Thursday, November 8, 2007

Now Playing: Tricks of the Trade

Finally! We figured out how to post video. Yesterday's post showed how to make a map of a fossil site to preserve bone location information. Above, David Temple explains how to plaster jacket a bone bed in order to remove the fossils for further study at a museum.

Now that we know how, we'll post more "Tricks of the Trade" video here - so check back soon!

Updated video:

Dr. Bakker explains what you're looking for, when you're looking to find fossils, as well as what has been uncovered as a new layer in the K2 site.

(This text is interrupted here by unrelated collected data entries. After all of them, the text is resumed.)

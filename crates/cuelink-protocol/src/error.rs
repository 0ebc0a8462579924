//! Protocol error types.

use thiserror::Error;

/// Result type for decoding inbound packets.
pub type DecodeResult<T> = Result<T, DecodeError>;

/// Errors raised while decoding an inbound datagram.
///
/// None of these are fatal to a session: the receive loop logs them and
/// waits for the next datagram.
#[derive(Debug, Error)]
pub enum DecodeError {
    /// Datagram is larger than the receive buffer allows.
    #[error("packet too large: {size} bytes (max: {max})")]
    PacketTooLarge { size: usize, max: usize },

    /// No NUL-terminated address at the start of the packet.
    #[error("packet has no OSC address")]
    MissingAddress,

    /// Reply payload contains no `{...}` block.
    #[error("reply to {address} carries no JSON payload")]
    MissingJson { address: String },

    /// Embedded JSON failed to parse.
    #[error("malformed JSON payload: {0}")]
    Json(#[from] serde_json::Error),

    /// Embedded JSON parsed but is not an object.
    #[error("reply JSON is not an object")]
    NotAnObject,
}
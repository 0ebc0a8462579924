//! Configuration commands.

use crate::config::ClientConfig;
use crate::error::{ClientError, ClientResult};

/// Dump the current configuration to stdout.
pub fn dump(config: &ClientConfig) -> ClientResult<()> {
    let toml_str = toml::to_string_pretty(config)
        .map_err(|e| ClientError::config(format!("failed to serialize config: {}", e)))?;
    println!("# config.toml ({})", ClientConfig::default_path().display());
    println!("{}", toml_str);

    Ok(())
}

/// Show the configuration file path.
pub fn path() -> ClientResult<()> {
    let config_path = ClientConfig::default_path();
    println!("config: {}", config_path.display());
    Ok(())
}
//! Tracing setup for cuelink.
//!
//! The library crates only emit `tracing` events; binaries decide where
//! they go by calling [`init_tracing`] once at startup.
//!
//! ```ignore
//! use cuelink_core::tracing::{init_tracing, TracingConfig};
//!
//! init_tracing(TracingConfig::cli()).expect("failed to initialize tracing");
//! ```

use thiserror::Error;
use tracing::Level;
use tracing_subscriber::{
    EnvFilter,
    fmt::{self, format::FmtSpan},
    prelude::*,
};

/// Errors that can occur during tracing initialization
#[derive(Debug, Error)]
pub enum TracingError {
    /// Failed to set global subscriber
    #[error("failed to set global tracing subscriber: {0}")]
    SetGlobalSubscriber(#[from] tracing::subscriber::SetGlobalDefaultError),

    /// Failed to parse env filter directive
    #[error("failed to parse env filter: {0}")]
    EnvFilter(#[from] tracing_subscriber::filter::ParseError),
}

/// Output format for tracing logs
#[derive(Debug, Clone, Copy, Default, PartialEq, Eq)]
pub enum TracingOutputFormat {
    /// Human-readable multi-line format
    #[default]
    Pretty,
    /// Compact single-line format
    Compact,
    /// One JSON object per line
    Json,
}

/// Configuration for tracing initialization
#[derive(Debug, Clone)]
pub struct TracingConfig {
    /// Level for the `cuelink` crates when RUST_LOG is not set
    pub default_level: Level,
    /// Output format for log messages
    pub output_format: TracingOutputFormat,
    /// Whether to include file/line information
    pub include_location: bool,
    /// Whether to include the module path
    pub include_target: bool,
    /// Whether to include timestamps (compact format only)
    pub include_timestamp: bool,
    /// Whether to log span open/close
    pub include_span_events: bool,
    /// Custom env filter directive, overrides `default_level`
    pub env_filter: Option<String>,
}

impl Default for TracingConfig {
    fn default() -> Self {
        Self {
            default_level: Level::INFO,
            output_format: TracingOutputFormat::Pretty,
            include_location: false,
            include_target: true,
            include_timestamp: true,
            include_span_events: false,
            env_filter: None,
        }
    }
}

impl TracingConfig {
    /// Quiet single-line output for interactive CLI use.
    #[must_use]
    pub fn cli() -> Self {
        Self {
            default_level: Level::WARN,
            output_format: TracingOutputFormat::Compact,
            include_location: false,
            include_target: false,
            include_timestamp: false,
            include_span_events: false,
            env_filter: None,
        }
    }

    /// Verbose output for `--debug`, including every packet sent and received.
    #[must_use]
    pub fn cli_debug() -> Self {
        Self {
            default_level: Level::DEBUG,
            output_format: TracingOutputFormat::Compact,
            include_location: true,
            include_target: true,
            include_timestamp: true,
            include_span_events: false,
            env_filter: None,
        }
    }

    /// Set the default log level
    #[must_use]
    pub fn with_level(mut self, level: Level) -> Self {
        self.default_level = level;
        self
    }

    /// Set the output format
    #[must_use]
    pub fn with_format(mut self, format: TracingOutputFormat) -> Self {
        self.output_format = format;
        self
    }

    /// Set a custom env filter directive
    #[must_use]
    pub fn with_env_filter(mut self, filter: impl Into<String>) -> Self {
        self.env_filter = Some(filter.into());
        self
    }

    /// Builds the filter: explicit directive, then `RUST_LOG`, then the
    /// default level scoped to the cuelink crates.
    fn build_filter(&self) -> Result<EnvFilter, TracingError> {
        if let Some(ref filter) = self.env_filter {
            return Ok(EnvFilter::try_new(filter)?);
        }
        Ok(EnvFilter::try_from_default_env()
            .unwrap_or_else(|_| EnvFilter::new(default_directive(self.default_level))))
    }
}

/// Filter directive enabling `level` for every cuelink crate.
fn default_directive(level: Level) -> String {
    ["cuelink", "cuelink_core", "cuelink_protocol", "cuelink_client"]
        .iter()
        .map(|target| format!("{}={}", target, level))
        .collect::<Vec<_>>()
        .join(",")
}

/// Initialize tracing with the given configuration.
///
/// Call once at the start of the application. `RUST_LOG` overrides the
/// default level unless `env_filter` is set.
///
/// # Errors
///
/// Returns an error if a global subscriber is already installed or if
/// the filter directive is invalid.
pub fn init_tracing(config: TracingConfig) -> Result<(), TracingError> {
    let env_filter = config.build_filter()?;

    let span_events = if config.include_span_events {
        FmtSpan::NEW | FmtSpan::CLOSE
    } else {
        FmtSpan::NONE
    };

    let registry = tracing_subscriber::registry().with(env_filter);

    match config.output_format {
        TracingOutputFormat::Pretty => {
            let layer = fmt::layer()
                .pretty()
                .with_writer(std::io::stderr)
                .with_file(config.include_location)
                .with_line_number(config.include_location)
                .with_target(config.include_target)
                .with_span_events(span_events);
            tracing::subscriber::set_global_default(registry.with(layer))?;
        }
        TracingOutputFormat::Compact => {
            let layer = fmt::layer()
                .compact()
                .with_writer(std::io::stderr)
                .with_file(config.include_location)
                .with_line_number(config.include_location)
                .with_target(config.include_target)
                .with_span_events(span_events);

            let layer = if config.include_timestamp {
                layer.boxed()
            } else {
                layer.without_time().boxed()
            };
            tracing::subscriber::set_global_default(registry.with(layer))?;
        }
        TracingOutputFormat::Json => {
            let layer = fmt::layer()
                .json()
                .with_writer(std::io::stderr)
                .with_file(config.include_location)
                .with_line_number(config.include_location)
                .with_target(config.include_target)
                .with_span_events(span_events);
            tracing::subscriber::set_global_default(registry.with(layer))?;
        }
    }

    Ok(())
}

In the process of digging down to the Aimee layer from the top of the hillside on Day 4, Chris discovered a Dimetrodon vertebra that had to be removed before excavation could continue. In this video, he carefully removes it from the place it's been sitting for almost 300 million years.

Making a map of our buried treasure. Kathy explains the process of mapping a bone layer, which documents exactly the way each bone was laid out in the bed, helping the team determine how each of the bones relates to the others, even after the bones have been removed from the site.

Here, you can see why mapping the location of the bones is so important. Here, the team flips a 350 - 500 pound plaster jacket that contains multiple Dimetrodon fin spines and vertebra, still in place as they were buried. It will be transported back to the Museum for further study.